Exercise instructions |
Extract all lines that hold "formatting" from the records below.

[Stored items]
########################################

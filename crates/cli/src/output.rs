//! Output formatting for CLI

use anyhow::Result;
use clap::ValueEnum;
use comfy_table::{presets::UTF8_FULL, ContentArrangement, Table};
use serde::Serialize;

/// Output format
#[derive(Debug, Clone, Copy, PartialEq, Eq, ValueEnum, Default)]
pub enum OutputFormat {
    /// Human-readable table format
    #[default]
    Table,
    /// JSON format
    Json,
    /// Plain text format
    Plain,
}

/// Trait for items that can be displayed in a table
pub trait TableDisplay {
    fn headers() -> Vec<&'static str>;
    fn row(&self) -> Vec<String>;
}

fn table<T: TableDisplay>(items: &[T]) -> Table {
    let mut table = Table::new();
    table
        .load_preset(UTF8_FULL)
        .set_content_arrangement(ContentArrangement::Dynamic);

    table.set_header(T::headers());
    for item in items {
        table.add_row(item.row());
    }
    table
}

fn print_plain<T: TableDisplay>(item: &T) {
    for (header, value) in T::headers().iter().zip(item.row().iter()) {
        println!("{}: {}", header, value);
    }
}

/// Print a single item
pub fn print_item<T: Serialize + TableDisplay>(item: &T, format: OutputFormat) -> Result<()> {
    match format {
        OutputFormat::Table => println!("{}", table(std::slice::from_ref(item))),
        OutputFormat::Json => println!("{}", serde_json::to_string_pretty(item)?),
        OutputFormat::Plain => print_plain(item),
    }
    Ok(())
}

/// Print a list of items, or `empty` (on stderr) when there are none
pub fn print_list<T: Serialize + TableDisplay>(
    items: &[T],
    format: OutputFormat,
    empty: &str,
) -> Result<()> {
    if items.is_empty() && format != OutputFormat::Json {
        eprintln!("{}", empty);
        return Ok(());
    }

    match format {
        OutputFormat::Table => println!("{}", table(items)),
        OutputFormat::Json => println!("{}", serde_json::to_string_pretty(items)?),
        OutputFormat::Plain => {
            for (i, item) in items.iter().enumerate() {
                if i > 0 {
                    println!("---");
                }
                print_plain(item);
            }
        }
    }
    Ok(())
}

/// Print success message
pub fn print_success(message: &str) {
    eprintln!("✅ {}", message);
}

/// Print info message
pub fn print_info(message: &str) {
    eprintln!("ℹ️  {}", message);
}
//! WireGuard `.conf` rendering
//!
//! Pure formatting over peers the repository has already validated.

use std::net::IpAddr;

use wg_admin_common::{Client, Network, Server};

/// Prefix that names exactly one host
fn host_prefix(ip: &IpAddr) -> u8 {
    if ip.is_ipv4() {
        32
    } else {
        128
    }
}

/// Configuration for a server and every client of its network
pub fn render_server(server: &Server, network: &Network, clients: &[&Client]) -> String {
    let mut config = format!(
        r#"# WireGuard configuration for {name}
# generated by wg-admin

[Interface]
Address = {ip}/{prefix}
ListenPort = {port}
PrivateKey = {private_key}
"#,
        name = server.name,
        ip = server.ip,
        prefix = network.prefix(),
        port = server.port,
        private_key = server.keys.private_key,
    );

    if let Some(device) = &server.device {
        config.push_str(&format!(
            "# PostUp = iptables -A FORWARD -i %i -j ACCEPT; iptables -A FORWARD -o %i -j ACCEPT; iptables -t nat -A POSTROUTING -o {device} -j MASQUERADE\n\
             # PostDown = iptables -D FORWARD -i %i -j ACCEPT; iptables -D FORWARD -o %i -j ACCEPT; iptables -t nat -D POSTROUTING -o {device} -j MASQUERADE\n",
            device = device
        ));
    }

    for client in clients {
        config.push_str(&format!(
            "\n[Peer]\n# Name = {}\nPublicKey = {}\nAllowedIPs = {}/{}\n",
            client.name,
            client.keys.public_key,
            client.ip,
            host_prefix(&client.ip),
        ));
    }

    config
}

/// Configuration for a client and every server of its network
pub fn render_client(
    client: &Client,
    network: &Network,
    servers: &[&Server],
    keepalive: u16,
) -> String {
    let mut config = format!(
        r#"# WireGuard configuration for {name}
# generated by wg-admin

[Interface]
PrivateKey = {private_key}
Address = {ip}/{prefix}
"#,
        name = client.name,
        private_key = client.keys.private_key,
        ip = client.ip,
        prefix = network.prefix(),
    );

    for server in servers {
        config.push_str(&format!(
            "\n[Peer]\nPublicKey = {}\nEndpoint = {}:{}\nAllowedIPs = {}\nPersistentKeepalive = {}\n",
            server.keys.public_key, server.name, server.port, server.allowed_ips, keepalive,
        ));
    }

    config
}
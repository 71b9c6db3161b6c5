#![allow(unsafe_code)]

//! Interrupts received by the supervisor itself.
//!
//! Handlers only ever store to atomics. Whatever an interrupt asks for is done
//! by the supervisor loop once it notices the flag.
//!
//! - `SIGHUP` requests a status report.
//! - `SIGINT` is acknowledged and otherwise has no effect.
//! - `SIGPIPE` is caught and ignored; the failed write reports `EPIPE` instead.
//!
//! Caught signals go back to their default disposition across exec, so jobs
//! are not affected by any of this.

use std::sync::atomic::{AtomicBool, Ordering};

use nix::libc::c_int;
use nix::sys::signal::{sigaction, SaFlags, SigAction, SigHandler, SigSet, Signal};

use crate::error::Result;

static STATUS_REQUESTED: AtomicBool = AtomicBool::new(false);
static INTERRUPTED: AtomicBool = AtomicBool::new(false);

extern "C" fn on_hangup(_: c_int) {
    STATUS_REQUESTED.store(true, Ordering::SeqCst);
}

extern "C" fn on_interrupt(_: c_int) {
    INTERRUPTED.store(true, Ordering::SeqCst);
}

extern "C" fn on_broken_pipe(_: c_int) {}

/// Installs the supervisor's handlers.
pub fn install() -> Result<()> {
    let handlers: [(Signal, extern "C" fn(c_int)); 3] = [
        (Signal::SIGHUP, on_hangup),
        (Signal::SIGINT, on_interrupt),
        (Signal::SIGPIPE, on_broken_pipe),
    ];

    for (signal, handler) in handlers {
        let action = SigAction::new(
            SigHandler::Handler(handler),
            SaFlags::SA_RESTART,
            SigSet::empty(),
        );
        // SAFETY: the handlers only touch atomics.
        unsafe { sigaction(signal, &action) }?;
        debug!("installed handler for {:?}", signal);
    }

    Ok(())
}

/// Returns whether a status report was requested since the last call.
pub fn take_status_request() -> bool {
    STATUS_REQUESTED.swap(false, Ordering::SeqCst)
}

/// Returns whether an interrupt arrived since the last call.
pub fn take_interrupt() -> bool {
    INTERRUPTED.swap(false, Ordering::SeqCst)
}

/// Held by tests that raise signals or consume the flags.
#[cfg(test)]
pub(crate) fn exclusive() -> std::sync::MutexGuard<'static, ()> {
    static FLAGS: std::sync::Mutex<()> = std::sync::Mutex::new(());
    FLAGS.lock().unwrap_or_else(std::sync::PoisonError::into_inner)
}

########################################

Task result |
//! Output formatting for CLI
//! Pure formatting over peers the repository has already validated.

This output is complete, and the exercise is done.